Could be worse….. LOTR meets Miami Vice…..
It’s scandalously fun, yes.
My feelings about AI are more…ambivalent than most people here, and with this being the last day before Christmas that I have no commitments, I don’t have time to argue them here. But I do want to say something about this point:
And I hear crazy things, like people saying you should watch an artist paint to be sure he does the painting himself, and not get it from AI.
If I’m good enough with the AI prompts to create a picture that you can’t tell is AI any other way, I’m almost certainly good enough with the AI prompts to use it to create a video of me painting that you won’t be able to tell is AI in any other way.
(Although, in my case, you don’t need it. You can just look at my paintings and be pretty sure that they’re nothing that an AI would ever create!)
This reminds me of the brilliant comedic character created by Matthew Holness: author, dreamweaver, visionary, plus actor, Garth Marenghi.
“I’m one of the few people you’ll meet who’ve written more books than they’ve read.”
https://getyarn.io/yarn-clip/264fbfd6-badb-414c-a74f-14414959d858
I have not tried to prompt any AI writing, but I have been playing around with local image generation for about a year now.

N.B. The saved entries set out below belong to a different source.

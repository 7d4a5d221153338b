//! Core data types produced by the labeling pipeline.

use serde::{Deserialize, Serialize};

use crate::aggregate::TagFrequencyTable;
use crate::detection::BoundingBox;

/// One detector query that survived the box threshold.
#[derive(Debug, Clone, PartialEq, Serialize, Deserialize)]
pub struct Detection {
    /// Normalized center-format box
    #[serde(rename = "box")]
    pub bbox: BoundingBox,

    /// Maximum token activation of the query
    pub score: f32,

    /// Prompt words the query is attributed to (may be empty)
    pub phrase: String,

    /// Display label: `phrase(0.xx)`
    pub label: String,

    /// Whitespace-split phrase, fed to the frequency table
    pub tokens: Vec<String>,
}

/// Everything produced for one image.
#[derive(Debug, Clone, Serialize, Deserialize)]
pub struct ImageLabels {
    /// File name within the corpus directory
    pub file_name: String,

    /// Numeric key used to order the corpus
    pub ordering_key: u64,

    /// Image width in pixels
    pub width: u32,

    /// Image height in pixels
    pub height: u32,

    /// Caption from the caption source
    pub caption: String,

    /// Extracted noun tags, separator-joined
    pub tags: String,

    /// Prompt sent to the detector
    pub prompt: String,

    /// Surviving detections in emission order
    pub detections: Vec<Detection>,
}

impl ImageLabels {
    /// All per-query token lists flattened, in emission order.
    pub fn tokens(&self) -> impl Iterator<Item = &str> {
        self.detections
            .iter()
            .flat_map(|d| d.tokens.iter().map(String::as_str))
    }
}

/// An image that could not be labeled.
#[derive(Debug, Clone, Serialize, Deserialize)]
pub struct ImageFailure {
    /// File name within the corpus directory
    pub file_name: String,

    /// Rendered error
    pub error: String,
}

/// Processing statistics for a run.
#[derive(Debug, Clone, Serialize, Deserialize, Default)]
pub struct ProcessingStats {
    /// Images labeled successfully
    pub succeeded: usize,

    /// Images that failed
    pub failed: usize,

    /// Total detections emitted across the corpus
    pub detections: usize,

    /// Processing rate in images per second
    pub images_per_second: f64,

    /// Total processing time in seconds
    pub total_seconds: f64,
}

/// Final result of labeling a corpus.
#[derive(Debug, Clone, Serialize, Deserialize, Default)]
pub struct RunReport {
    /// Corpus-wide tag counts
    pub tag_frequencies: TagFrequencyTable,

    /// Run statistics
    pub stats: ProcessingStats,

    /// Images that were skipped because a collaborator failed
    #[serde(skip_serializing_if = "Vec::is_empty", default)]
    pub failures: Vec<ImageFailure>,
}

#[cfg(test)]
mod tests {
    use super::*;

    fn detection(phrase: &str) -> Detection {
        Detection {
            bbox: BoundingBox::new(0.5, 0.5, 0.2, 0.2),
            score: 0.4,
            phrase: phrase.to_string(),
            label: format!("{phrase}(0.40)"),
            tokens: phrase.split_whitespace().map(String::from).collect(),
        }
    }

    #[test]
    fn test_image_labels_flattens_tokens() {
        let labels = ImageLabels {
            file_name: "img1.png".to_string(),
            ordering_key: 1,
            width: 10,
            height: 10,
            caption: "a cat and a coffee cup".to_string(),
            tags: "cat, coffee, cup".to_string(),
            prompt: "cat, coffee, cup.".to_string(),
            detections: vec![detection("cat"), detection("coffee cup"), detection("")],
        };
        let tokens: Vec<&str> = labels.tokens().collect();
        assert_eq!(tokens, vec!["cat", "coffee", "cup"]);
    }

    #[test]
    fn test_detection_serializes_box_field() {
        let json = serde_json::to_string(&detection("cat")).unwrap();
        assert!(json.contains("\"box\":"));
        assert!(json.contains("\"label\":\"cat(0.40)\""));
    }

    #[test]
    fn test_run_report_skips_empty_failures() {
        let report = RunReport::default();
        let json = serde_json::to_string(&report).unwrap();
        assert!(!json.contains("failures"));
    }
}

And just like using DAZ Studio, it takes a good while to actually get the hang of it (instead of just typing in a prompt and pushing generate).
I’ve also combined the two. I recently took some old DAZ renders that were too dark (from my period of “must have realistic lighting even if it’s only candles and torches”) and ran them through an AI workflow to adjust the tone mapping. In under 10 minutes (including the time to set up the workflow once I found directions) I had the whole set fixed. Would have taken many hours to re-render all the images in DAZ. (If I ever find the time to figure out how to use controlnets, I can see a lot more combined approach going on, as making very specific poses is very hit or miss with AI gen images. Take DAZ render with pose, use controlnet based on render to feed into AI workflow, get SF/F scene the way it is in my head.)

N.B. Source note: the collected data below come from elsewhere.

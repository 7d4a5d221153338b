//! The `autolabel run` command.

mod setup;
pub mod types;

use types::{Captioner, Device, RecordFormat};

use std::fs::File;
use std::io::{self, BufWriter};
use std::path::PathBuf;
use std::time::Duration;

use clap::Args;
use indicatif::{ProgressBar, ProgressStyle};

use autolabel_core::{ImageLabels, RecordWriter, RunReport};

use setup::setup_labeler;

/// Arguments for the `run` command.
#[derive(Args, Debug)]
pub struct RunArgs {
    /// Directory of images whose names contain a frame number
    #[arg(required = true)]
    pub input: PathBuf,

    /// Write the tag frequency table here instead of stdout
    #[arg(short, long)]
    pub output: Option<PathBuf>,

    /// Write one record per labeled image to this file
    #[arg(long)]
    pub records: Option<PathBuf>,

    /// Layout of the records file
    #[arg(short, long, value_enum, default_value = "jsonl")]
    pub format: RecordFormat,

    /// Minimum query confidence for a box to survive
    #[arg(long)]
    pub box_threshold: Option<f32>,

    /// Minimum token activation for a word to join a phrase
    #[arg(long)]
    pub text_threshold: Option<f32>,

    /// Drop boxes overlapping a stronger one above this IoU
    #[arg(long)]
    pub iou: Option<f32>,

    /// Separator used to join tags into the detector prompt
    #[arg(long)]
    pub separator: Option<String>,

    /// Replace the stop-list (comma separated)
    #[arg(long, value_delimiter = ',')]
    pub stop_tags: Option<Vec<String>>,

    /// Count every detected tag
    #[arg(long)]
    pub no_stop_list: bool,

    /// Caption source
    #[arg(long, value_enum)]
    pub captioner: Option<Captioner>,

    /// Precomputed captions (JSON object or `name<TAB>caption` lines)
    #[arg(long)]
    pub captions: Option<PathBuf>,

    /// Ollama vision model used by `--captioner ollama`
    #[arg(long)]
    pub caption_model: Option<String>,

    /// Detector model directory name under the model dir
    #[arg(long)]
    pub model: Option<String>,

    /// Detector execution device
    #[arg(long, value_enum)]
    pub device: Option<Device>,

    /// Write label.json and mask.png per image under this directory
    #[arg(long)]
    pub annotate_dir: Option<PathBuf>,

    /// Skip overlay.jpg when writing annotations
    #[arg(long)]
    pub no_overlay: bool,
}

/// Values match the clap defaults above; used by tests.
impl Default for RunArgs {
    fn default() -> Self {
        Self {
            input: PathBuf::new(),
            output: None,
            records: None,
            format: RecordFormat::Jsonl,
            box_threshold: None,
            text_threshold: None,
            iou: None,
            separator: None,
            stop_tags: None,
            no_stop_list: false,
            captioner: None,
            captions: None,
            caption_model: None,
            model: None,
            device: None,
            annotate_dir: None,
            no_overlay: false,
        }
    }
}

/// Execute the run command.
pub async fn execute(args: RunArgs) -> anyhow::Result<()> {
    let ctx = setup_labeler(&args)?;

    let files = ctx.labeler.discover(&args.input)?;
    if files.is_empty() {
        tracing::warn!("No supported image files found in {:?}", args.input);
    } else {
        tracing::info!("Found {} image(s) to label", files.len());
    }

    let mut records = match &args.records {
        Some(path) => Some(RecordWriter::new(
            BufWriter::new(File::create(path)?),
            args.format.into(),
            false,
        )),
        None => None,
    };
    let streaming = matches!(args.format, RecordFormat::Jsonl);
    let mut collected: Vec<ImageLabels> = Vec::new();
    let mut write_error: Option<io::Error> = None;

    let progress = create_progress_bar(files.len() as u64);
    let report = ctx
        .labeler
        .run_corpus(&files, |file, outcome| {
            progress.set_message(file.file_name.clone());
            progress.inc(1);

            let (Some(writer), Ok(labels)) = (records.as_mut(), outcome) else {
                return;
            };
            if !streaming {
                collected.push(labels.clone());
            } else if write_error.is_none() {
                if let Err(e) = writer.write_record(labels) {
                    write_error = Some(e);
                }
            }
        })
        .await;
    progress.finish_and_clear();

    if let Some(e) = write_error {
        return Err(e.into());
    }
    if let Some(mut writer) = records {
        if !streaming {
            writer.write_records(&collected)?;
        }
        writer.flush()?;
        if let Some(path) = &args.records {
            tracing::info!("{} records written to {:?}", writer.records_written(), path);
        }
    }

    let pretty = ctx.config.output.pretty;
    match &args.output {
        Some(path) => {
            let mut writer = RecordWriter::new(
                BufWriter::new(File::create(path)?),
                autolabel_core::OutputFormat::Json,
                pretty,
            );
            writer.write_table(&report.tag_frequencies)?;
            writer.flush()?;
            tracing::info!("Tag frequencies written to {:?}", path);
        }
        None => {
            let mut writer =
                RecordWriter::new(io::stdout().lock(), autolabel_core::OutputFormat::Json, pretty);
            writer.write_table(&report.tag_frequencies)?;
        }
    }

    print_summary(&report);
    Ok(())
}

fn create_progress_bar(total: u64) -> ProgressBar {
    let pb = ProgressBar::new(total);
    if let Ok(style) = ProgressStyle::default_bar().template(
        "{spinner:.green} [{elapsed_precise}] [{bar:40.cyan/blue}] {pos}/{len} ({percent}%) {msg}",
    ) {
        pb.set_style(style.progress_chars("##-"));
    }
    pb
}

/// Print run statistics and the most frequent tags to stderr.
fn print_summary(report: &RunReport) {
    let stats = &report.stats;
    let elapsed = Duration::from_secs_f64(stats.total_seconds);
    let top: Vec<String> = report
        .tag_frequencies
        .ranked()
        .into_iter()
        .take(5)
        .map(|(tag, count)| format!("{tag} ({count})"))
        .collect();

    eprintln!();
    eprintln!("  ====================================");
    eprintln!("               Summary");
    eprintln!("  ====================================");
    eprintln!("    Labeled:      {:>8}", stats.succeeded);
    if stats.failed > 0 {
        eprintln!("    Failed:       {:>8}", stats.failed);
    }
    eprintln!("    Detections:   {:>8}", stats.detections);
    eprintln!("    Tags:         {:>8}", report.tag_frequencies.len());
    eprintln!("  ------------------------------------");
    eprintln!("    Duration:     {:>7.1}s", elapsed.as_secs_f64());
    eprintln!("    Rate:         {:>7.1} img/sec", stats.images_per_second);
    if !top.is_empty() {
        eprintln!("    Top:          {}", top.join(", "));
    }
    eprintln!("  ====================================");
    for failure in &report.failures {
        eprintln!("    ! {}: {}", failure.file_name, failure.error);
    }
}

Yep. And then video is another level.
I started reading because the house I grew up in was full of books. I kept reading because of the compelling characters I found in them.
AI is a pattern engine. It is very good, and getting better at taking a fleshed out character as describing how they will react in any given situation. I find it is less like stories than it is like a DnD campaign with well developed characters.
And if you want more of a character’s slice of life, it can be very good at that.